2. 🧪 Experimental Design: Context, Environment and Objectives
To validate the effectiveness of SQLFlash’s query rewriting solutions across different data scales, we designed the following experimental framework based on simulated business scenarios.
2.1 🎯 Objectives
Analyze performance differences between SQL rewriting and index optimization at various data scales using SQLFlash recommendations
Evaluate the sustainability of structural SQL optimizations during business data growth
2.2 🖥️ Environment
- Database: MySQL 5.7
2.3 📦 Data Preparation
We generated simulated transaction business data (customers, transaction details, service records, risk monitoring) using Python scripts. Data insertion volume was controlled by the NUM_RECORDS
variable, scaling the master table from 11,000 to 500,000 records.
2.3.1 🏗️ Schema Setup
Execute the following SQL to create the required database tables:
CREATE TABLE customer_master (
id BIGINT AUTO_INCREMENT PRIMARY KEY,
transaction_no VARCHAR(64) NOT NULL,
transaction_date DATE NOT NULL,
customer_id VARCHAR(64),
transaction_seq_no INT,
customer_card_no VARCHAR(64),
branch_code VARCHAR(32)
);
CREATE TABLE transactions (
id BIGINT AUTO_INCREMENT PRIMARY KEY,
transaction_id VARCHAR(64) NOT NULL,
transaction_no VARCHAR(64) NOT NULL,
transaction_date DATE NOT NULL,
customer_id VARCHAR(64),
account_mgr_id VARCHAR(64),
order_timestamp DATETIME,
INDEX idx_transaction_id (transaction_id)
);
CREATE TABLE txn_detail (
id BIGINT AUTO_INCREMENT PRIMARY KEY,
transaction_id VARCHAR(64) NOT NULL,
product_code VARCHAR(64),
product_name VARCHAR(128),
amount DECIMAL(18, 2),
quantity INT,
fee_flag CHAR(1),
settled_flag CHAR(1),
INDEX idx_transaction_id (transaction_id)
);
CREATE TABLE service_record (
id BIGINT AUTO_INCREMENT PRIMARY KEY,
transaction_id VARCHAR(64) NOT NULL,
service_code VARCHAR(64),
service_name VARCHAR(128),
service_fee DECIMAL(18, 2),
fee_flag CHAR(1),
INDEX idx_transaction_id (transaction_id)
);
CREATE TABLE risk_monitor (
id BIGINT AUTO_INCREMENT PRIMARY KEY,
transaction_no VARCHAR(64) NOT NULL,
transaction_date DATE NOT NULL,
risk_desc TEXT
);
2.3.2 🐍 Python Script Execution
Run the Python script (provided at the end) to generate simulated test data.

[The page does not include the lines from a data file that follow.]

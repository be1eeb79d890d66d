//! Beam Search Decoding
//!
//! Keeps the `beam_width` best partial captions and extends them one token at
//! a time.
//!
//! ## Algorithm
//!
//! ```text
//! beam = [(0.0, [SOS], initial_state)]
//! repeat max_len times (or until every hypothesis ended with EOS):
//!     for each hypothesis, in order:
//!         ended with EOS  → carried over unchanged
//!         otherwise       → decode one step, take the top beam_width tokens
//!                           of log_softmax(logits), one child per token
//!     stable sort all candidates by score (descending), keep beam_width
//! return tokens of beam[0]
//! ```
//!
//! The score is the cumulative log-probability divided by
//! `max(1, generated)^length_penalty`, where `generated` excludes `<SOS>`.
//! With the default penalty of 0 it is the raw log-probability, which favours
//! short captions.
//!
//! All live hypotheses are decoded in a single batched call against the same
//! source video; each row depends only on its own token and state, so the
//! result is the same as decoding them one at a time.
//!
//! ## Example
//!
//! ```rust
//! use vidcap::beam::{beam_search, BeamConfig, StepDecoder};
//! use vidcap::vocab::{EOS, SOS};
//! use vidcap::Tensor;
//!
//! /// Always prefers `<EOS>`.
//! struct Stop;
//!
//! impl StepDecoder for Stop {
//!     type State = ();
//!     fn vocab_size(&self) -> usize { 5 }
//!     fn step(&mut self, tokens: &[usize], _: &[&()]) -> (Tensor, Vec<()>) {
//!         let mut logits = Tensor::zeros(vec![tokens.len(), 5]);
//!         for row in 0..tokens.len() {
//!             logits.data[row * 5 + EOS] = 10.0;
//!         }
//!         (logits, vec![(); tokens.len()])
//!     }
//! }
//!
//! let tokens = beam_search(&mut Stop, (), &BeamConfig::default());
//! assert_eq!(tokens, vec![SOS, EOS]);
//! ```

use crate::context::ExecutionContext;
use crate::decoder::TrainableDecoder;
use crate::encoder::EncoderOutput;
use crate::layers::lstm::LstmState;
use crate::tensor::Tensor;
use crate::vocab::{EOS, SOS};

/// A step function the search can drive
///
/// Every row of `tokens` / `states` is one hypothesis over the same source.
/// Returns logits `[rows, vocab]` and one new state per row.
pub trait StepDecoder {
    type State: Clone;

    fn vocab_size(&self) -> usize;

    fn step(&mut self, tokens: &[usize], states: &[&Self::State]) -> (Tensor, Vec<Self::State>);
}

/// Search settings
#[derive(Clone, Debug, PartialEq)]
pub struct BeamConfig {
    pub beam_width: usize,
    pub max_len: usize,
    pub length_penalty: f32,
}

impl Default for BeamConfig {
    fn default() -> Self {
        Self {
            beam_width: 3,
            max_len: 28,
            length_penalty: 0.0,
        }
    }
}

/// One partial caption
#[derive(Clone, Debug)]
pub struct Hypothesis<S> {
    pub log_prob: f32,
    pub tokens: Vec<usize>,
    pub state: S,
}

impl<S> Hypothesis<S> {
    pub fn is_finished(&self) -> bool {
        self.tokens.last() == Some(&EOS)
    }

    /// Ranking score under a length penalty exponent
    pub fn score(&self, length_penalty: f32) -> f32 {
        if length_penalty == 0.0 {
            return self.log_prob;
        }
        let generated = self.tokens.len().saturating_sub(1).max(1) as f32;
        self.log_prob / generated.powf(length_penalty)
    }
}

/// Indices of the `k` largest values, largest first, lower index first on ties
fn top_k(row: &[f32], k: usize) -> Vec<usize> {
    let mut idx: Vec<usize> = (0..row.len()).collect();
    idx.sort_by(|&a, &b| row[b].total_cmp(&row[a]).then(a.cmp(&b)));
    idx.truncate(k);
    idx
}

/// Run beam search from `initial` and return the best token sequence
///
/// The sequence starts with `<SOS>` and holds at most `max_len + 1` tokens.
pub fn beam_search<D: StepDecoder>(decoder: &mut D, initial: D::State, config: &BeamConfig) -> Vec<usize> {
    let width = config.beam_width.clamp(1, decoder.vocab_size().max(1));
    let mut beam = vec![Hypothesis {
        log_prob: 0.0,
        tokens: vec![SOS],
        state: initial,
    }];

    for _ in 0..config.max_len {
        if beam.iter().all(Hypothesis::is_finished) {
            break;
        }

        let live: Vec<&Hypothesis<D::State>> = beam.iter().filter(|h| !h.is_finished()).collect();
        let tokens: Vec<usize> = live.iter().map(|h| h.tokens[h.tokens.len() - 1]).collect();
        let states: Vec<&D::State> = live.iter().map(|h| &h.state).collect();
        let (logits, new_states) = decoder.step(&tokens, &states);
        let log_probs = logits.log_softmax_rows();
        let vocab = log_probs.cols();

        let mut candidates = Vec::with_capacity(beam.len() * width);
        let mut row = 0;
        for hyp in beam {
            if hyp.is_finished() {
                candidates.push(hyp);
                continue;
            }
            let lp = &log_probs.data[row * vocab..(row + 1) * vocab];
            for token in top_k(lp, width) {
                let mut tokens = hyp.tokens.clone();
                tokens.push(token);
                candidates.push(Hypothesis {
                    log_prob: hyp.log_prob + lp[token],
                    tokens,
                    state: new_states[row].clone(),
                });
            }
            row += 1;
        }

        // Vec::sort_by is stable: equal scores keep production order.
        candidates.sort_by(|a, b| {
            b.score(config.length_penalty)
                .total_cmp(&a.score(config.length_penalty))
        });
        candidates.truncate(width);
        beam = candidates;
    }

    beam.swap_remove(0).tokens
}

The script creates a realistic financial transaction environment simulating multi-table join queries. Key data characteristics include:
Uniformly distributed records spanning one year
Approximately 1% flagged as high-risk transactions (money laundering, fraud, abnormal fund activity)
Transaction numbers linking master tables, detail tables and risk monitoring
Specifically configured high-risk samples between September 24–26, 2024 for boundary testing and hotspot simulation
3. 🐌 The Problematic SQL Query
This analysis focuses on a slow-performing SQL query that retrieves transaction details flagged by the risk monitoring system as money laundering, fraud, or abnormal fund activity between September 24–26, 2024. The query was identified as problematic when the main table contained only 11,000 records.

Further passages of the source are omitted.